I gruppi dello studio LIFE risultano ben bilanciati al basale, anche per quanto riguarda l'entità del rischio coronarico (valutata secondo il punteggio di Framingham) a differenza di altri trials (vedi studio HOPE). Da osservazioni preliminari si sono verificate più regressioni di LVH nel gruppo in losartan, un fatto che potrebbe aver contribuito al verificarsi dei benefici prima descritti di questo farmaco.
Un altro dato interessante riguarda l'insorgenza di nuovi casi di diabete nei pazienti ipertesi, che è stata significativamente più bassa nel gruppo con il sartano.
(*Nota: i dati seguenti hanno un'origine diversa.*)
//! Immutable per-transaction descriptor shared by every frame spawned
//! while executing it, plus the log sequence counter and the
//! same-transaction creation bookkeeping EIP-6780 needs.

use crate::types::{Address, Hash32};
use std::cell::Cell;
use std::collections::HashSet;

pub struct TransactionContext {
    pub gas_price: ethereum_types::U256,
    pub origin: Address,
    pub blob_versioned_hashes: Vec<Hash32>,
    log_counter: Cell<u64>,
    /// Addresses whose contract code was deployed by a CREATE/CREATE2
    /// within this transaction. SELFDESTRUCT (post-Cancun, EIP-6780) only
    /// schedules a deletion for addresses found here.
    contracts_created: std::cell::RefCell<HashSet<Address>>,
}

impl TransactionContext {
    pub fn new(gas_price: ethereum_types::U256, origin: Address) -> Self {
        Self {
            gas_price,
            origin,
            blob_versioned_hashes: Vec::new(),
            log_counter: Cell::new(0),
            contracts_created: std::cell::RefCell::new(HashSet::new()),
        }
    }

    pub fn with_blob_hashes(mut self, hashes: Vec<Hash32>) -> Self {
        self.blob_versioned_hashes = hashes;
        self
    }

    /// Assigns and returns the next transaction-global log sequence number.
    pub fn next_log_sequence(&self) -> u64 {
        let next = self.log_counter.get();
        self.log_counter.set(next + 1);
        next
    }

    pub fn record_contract_created(&self, address: Address) {
        self.contracts_created.borrow_mut().insert(address);
    }

    pub fn was_created_in_this_transaction(&self, address: Address) -> bool {
        self.contracts_created.borrow().contains(&address)
    }
}
//! Arithmetic opcodes (11): ADD, SUB, MUL, DIV, SDIV, MOD, SMOD, ADDMOD,
//! MULMOD, EXP, SIGNEXTEND. All wrap mod 2^256 unless noted.

use crate::computation::Computation;
use crate::errors::OpcodeResult;
use crate::errors::VMError;
use crate::state::State;
use crate::transaction_context::TransactionContext;
use ethereum_types::{U256, U512};

pub fn op_add(frame: &mut Computation, _state: &mut State, _tx_ctx: &TransactionContext) -> Result<OpcodeResult, VMError> {
    let [augend, addend] = *frame.stack.pop()?;
    frame.stack.push(augend.overflowing_add(addend).0)?;
    Ok(OpcodeResult::Continue)
}

pub fn op_sub(frame: &mut Computation, _state: &mut State, _tx_ctx: &TransactionContext) -> Result<OpcodeResult, VMError> {
    let [minuend, subtrahend] = *frame.stack.pop()?;
    frame.stack.push(minuend.overflowing_sub(subtrahend).0)?;
    Ok(OpcodeResult::Continue)
}

pub fn op_mul(frame: &mut Computation, _state: &mut State, _tx_ctx: &TransactionContext) -> Result<OpcodeResult, VMError> {
    let [multiplicand, multiplier] = *frame.stack.pop()?;
    frame.stack.push(multiplicand.overflowing_mul(multiplier).0)?;
    Ok(OpcodeResult::Continue)
}

pub fn op_div(frame: &mut Computation, _state: &mut State, _tx_ctx: &TransactionContext) -> Result<OpcodeResult, VMError> {
    let [dividend, divisor] = *frame.stack.pop()?;
    let quotient = dividend.checked_div(divisor).unwrap_or_default();
    frame.stack.push(quotient)?;
    Ok(OpcodeResult::Continue)
}

pub fn op_sdiv(frame: &mut Computation, _state: &mut State, _tx_ctx: &TransactionContext) -> Result<OpcodeResult, VMError> {
    let [dividend, divisor] = *frame.stack.pop()?;
    if divisor.is_zero() || dividend.is_zero() {
        frame.stack.push_zero()?;
        return Ok(OpcodeResult::Continue);
    }

    let abs_dividend = abs(dividend);
    let abs_divisor = abs(divisor);

    let quotient = match abs_dividend.checked_div(abs_divisor) {
        Some(quot) => {
            let quotient_is_negative = is_negative(dividend) ^ is_negative(divisor);
            if quotient_is_negative {
                negate(quot)
            } else {
                quot
            }
        }
        None => U256::zero(),
    };
    frame.stack.push(quotient)?;
    Ok(OpcodeResult::Continue)
}

pub fn op_mod(frame: &mut Computation, _state: &mut State, _tx_ctx: &TransactionContext) -> Result<OpcodeResult, VMError> {
    let [dividend, divisor] = *frame.stack.pop()?;
    frame.stack.push(dividend.checked_rem(divisor).unwrap_or_default())?;
    Ok(OpcodeResult::Continue)
}

pub fn op_smod(frame: &mut Computation, _state: &mut State, _tx_ctx: &TransactionContext) -> Result<OpcodeResult, VMError> {
    let [unchecked_dividend, unchecked_divisor] = *frame.stack.pop()?;
    if unchecked_divisor.is_zero() || unchecked_dividend.is_zero() {
        frame.stack.push_zero()?;
        return Ok(OpcodeResult::Continue);
    }

    let divisor = abs(unchecked_divisor);
    let dividend = abs(unchecked_dividend);

    let Some(unchecked_remainder) = dividend.checked_rem(divisor) else {
        frame.stack.push_zero()?;
        return Ok(OpcodeResult::Continue);
    };

    let remainder = if is_negative(unchecked_dividend) {
        negate(unchecked_remainder)
    } else {
        unchecked_remainder
    };
    frame.stack.push(remainder)?;
    Ok(OpcodeResult::Continue)
}

pub fn op_addmod(frame: &mut Computation, _state: &mut State, _tx_ctx: &TransactionContext) -> Result<OpcodeResult, VMError> {
    let [augend, addend, modulus] = *frame.stack.pop()?;
    if modulus.is_zero() {
        frame.stack.push_zero()?;
        return Ok(OpcodeResult::Continue);
    }
    let sum: U512 = U512::from(augend) + U512::from(addend);
    #[allow(clippy::arithmetic_side_effects, reason = "modulus checked non-zero above")]
    let sum_mod = sum % U512::from(modulus);
    #[allow(clippy::expect_used, reason = "result of % a U256 modulus always fits in a U256")]
    let sum_mod: U256 = sum_mod.try_into().expect("reduced by a U256 modulus");
    frame.stack.push(sum_mod)?;
    Ok(OpcodeResult::Continue)
}

pub fn op_mulmod(frame: &mut Computation, _state: &mut State, _tx_ctx: &TransactionContext) -> Result<OpcodeResult, VMError> {
    let [multiplicand, multiplier, modulus] = *frame.stack.pop()?;
    if modulus.is_zero() {
        frame.stack.push_zero()?;
        return Ok(OpcodeResult::Continue);
    }
    let product = multiplicand.full_mul(multiplier);
    #[allow(clippy::arithmetic_side_effects, reason = "modulus checked non-zero above")]
    let product_mod = product % U512::from(modulus);
    #[allow(clippy::expect_used, reason = "result of % a U256 modulus always fits in a U256")]
    let product_mod: U256 = product_mod.try_into().expect("reduced by a U256 modulus");
    frame.stack.push(product_mod)?;
    Ok(OpcodeResult::Continue)
}

pub fn op_exp(frame: &mut Computation, _state: &mut State, _tx_ctx: &TransactionContext) -> Result<OpcodeResult, VMError> {
    let [base, exponent] = *frame.stack.pop()?;
    frame.stack.push(base.overflowing_pow(exponent).0)?;
    Ok(OpcodeResult::Continue)
}

pub fn op_signextend(frame: &mut Computation, _state: &mut State, _tx_ctx: &TransactionContext) -> Result<OpcodeResult, VMError> {
    let [byte_size_minus_one, value_to_extend] = *frame.stack.pop()?;
    if byte_size_minus_one > U256::from(31) {
        frame.stack.push(value_to_extend)?;
        return Ok(OpcodeResult::Continue);
    }
    #[allow(clippy::arithmetic_side_effects, reason = "byte_size_minus_one <= 31, so this can't overflow")]
    let sign_bit_index = byte_size_minus_one * 8 + 7;

    let sign_bit = (value_to_extend >> sign_bit_index) & U256::one();
    #[allow(clippy::arithmetic_side_effects, reason = "sign_bit_index <= 255")]
    let mask = (U256::one() << sign_bit_index) - U256::one();

    let result = if sign_bit.is_zero() {
        value_to_extend & mask
    } else {
        value_to_extend | !mask
    };
    frame.stack.push(result)?;
    Ok(OpcodeResult::Continue)
}

fn is_negative(value: U256) -> bool {
    value.bit(255)
}

fn negate(value: U256) -> U256 {
    (!value).overflowing_add(U256::one()).0
}

fn abs(value: U256) -> U256 {
    if is_negative(value) {
        negate(value)
    } else {
        value
    }
}

#[cfg(test)]
mod tests {
    use super::*;
    use crate::db::memory_store::InMemoryDatabase;
    use crate::execution_context::ExecutionContext;
    use crate::message::Message;
    use crate::oracle::NullOracle;
    use crate::types::{Address, Word};
    use bytes::Bytes;

    fn frame_for(code: Vec<u8>) -> Computation {
        let message = Message {
            gas: 1_000_000,
            to: Some(Address::zero()),
            sender: Address::zero(),
            value: Word::zero(),
            data: Bytes::new(),
            code: Bytes::from(code),
            code_address: Address::zero(),
            storage_address: Address::zero(),
            create_address: None,
            depth: 0,
            is_static: false,
            should_transfer_value: false,
        };
        Computation::new_for_test(message)
    }

    #[test]
    fn add_wraps() {
        let mut db = InMemoryDatabase::new();
        let oracle = NullOracle;
        let mut state = State::new(&mut db, &oracle, ExecutionContext::genesis(1));
        let tx_ctx = TransactionContext::new(Word::zero(), Address::zero());
        let mut frame = frame_for(vec![]);
        frame.stack.push(Word::from(1)).unwrap();
        frame.stack.push(Word::from(1)).unwrap();
        op_add(&mut frame, &mut state, &tx_ctx).unwrap();
        assert_eq!(frame.stack.peek(), Some(Word::from(2)));
    }

    #[test]
    fn sdiv_of_most_negative_by_minus_one_pins() {
        let mut db = InMemoryDatabase::new();
        let oracle = NullOracle;
        let mut state = State::new(&mut db, &oracle, ExecutionContext::genesis(1));
        let tx_ctx = TransactionContext::new(Word::zero(), Address::zero());
        let mut frame = frame_for(vec![]);
        let minus_two = !Word::one() + Word::one();
        let minus_one = !Word::zero();
        frame.stack.push(minus_two).unwrap();
        frame.stack.push(minus_one).unwrap();
        op_sdiv(&mut frame, &mut state, &tx_ctx).unwrap();
        assert_eq!(frame.stack.peek(), Some(Word::from(2)));
    }
}
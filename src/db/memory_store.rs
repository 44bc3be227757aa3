//! An in-memory `Database` implementation, suitable for tests and the
//! example binary. A production embedder would swap this for a
//! trie-backed or RPC-backed store without touching the interpreter.

use super::Database;
use crate::errors::DatabaseError;
use crate::types::{Account, Address, Code, Hash32, Word};
use rustc_hash::FxHashMap;

#[derive(Debug, Default)]
pub struct InMemoryDatabase {
    accounts: FxHashMap<Address, Account>,
    storage: FxHashMap<(Address, Word), Word>,
    code: FxHashMap<Hash32, Code>,
    block_hashes: FxHashMap<u64, Hash32>,
}

impl InMemoryDatabase {
    pub fn new() -> Self {
        Self::default()
    }

    pub fn set_block_hash(&mut self, number: u64, hash: Hash32) {
        self.block_hashes.insert(number, hash);
    }
}

impl Database for InMemoryDatabase {
    fn get_account(&self, address: Address) -> Result<Account, DatabaseError> {
        Ok(self.accounts.get(&address).copied().unwrap_or_default())
    }

    fn get_storage(&self, address: Address, slot: Word) -> Result<Word, DatabaseError> {
        Ok(self
            .storage
            .get(&(address, slot))
            .copied()
            .unwrap_or_else(Word::zero))
    }

    fn get_code(&self, code_hash: Hash32) -> Result<Code, DatabaseError> {
        Ok(self.code.get(&code_hash).cloned().unwrap_or_default())
    }

    fn get_block_hash(&self, block_number: u64) -> Result<Option<Hash32>, DatabaseError> {
        Ok(self.block_hashes.get(&block_number).copied())
    }

    fn set_account(&mut self, address: Address, account: Account) -> Result<(), DatabaseError> {
        self.accounts.insert(address, account);
        Ok(())
    }

    fn delete_account(&mut self, address: Address) -> Result<(), DatabaseError> {
        self.accounts.remove(&address);
        Ok(())
    }

    fn set_storage(
        &mut self,
        address: Address,
        slot: Word,
        value: Word,
    ) -> Result<(), DatabaseError> {
        self.storage.insert((address, slot), value);
        Ok(())
    }

    fn delete_storage(&mut self, address: Address, slot: Word) -> Result<(), DatabaseError> {
        self.storage.remove(&(address, slot));
        Ok(())
    }

    fn set_code(&mut self, code_hash: Hash32, code: Code) -> Result<(), DatabaseError> {
        self.code.insert(code_hash, code);
        Ok(())
    }
}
Molti pazienti con ipertensione essenziale hanno insulino-resistenza di diversa entità, che generalmente progredisce con l'età e che spiega la maggiore incidenza di diabete rispetta a quella osservata nella popolazione generale. Poiché non ci sono spiegazioni valide del perché un blocco del recettore dell'angiotensina alteri questo corso, i risultati suggeriscono che atenololo aggrava l'intolleranza al glucosio. Inoltre, i beta-bloccanti diminuiscono la sensibilità all'insulina e contribuiscono allo sviluppo della sindrome metabolica. non bisogna tuttavia trascurare la possibilità che losartan riduca per sé la progressione verso la malattia diabetica.
Un'ulteriore osservazione di rilevanza clinica è la minor incidenza di eventi avversi nel gruppo in losartan rispetto a quelli registrati nel gruppo in atenololo.
Per normalizzare la PA spesso è necessario assumere più di un farmaco. La combinazione di un ARB con basse dosi di idroclorotiazide non produce più effetti collaterali del placebo. Quindi una strategia di intervento basata su questa combinazione fornisce una protezione CV almeno equivalente ai beta-bloccanti, una migliore protezione contro l'ictus con l'ulteriore vantaggio di una migliore tollerabilità.
Nel 2004 saranno disponibili i dati dello studio VALUE di efficacia comparata tra valsartan (ARBs) e amlopidina (Ca-antagonista) nei pazienti ipertesi ad alto rischio e si potranno verificare le ipotesi generate dai dati del presente studio LIFE.
Questi risultati potranno essere estrapolati a pazienti ipertesi con un profilo di rischio più basso o a altre molecole della stessa classe? Non bisogna dimenticare che losartan è l'unico ad avere proprietà uricosuriche, caratteristica desiderabile specialmente in quei pazienti che richiedono l'associazione con un diuretico tiazidico. Effettivamente al termine dello studio i pazienti trattati con losartan mostravano livelli ematici di acido urico più bassi; è tuttavia difficile comprendere come questa piccola differenza possa essere responsabile della protezione dall'ictus. Quindi sembra appropriato ipotizzare che gli effetti osservati nello studio LIFE possano essere ottenuti con qualsiasi ARB.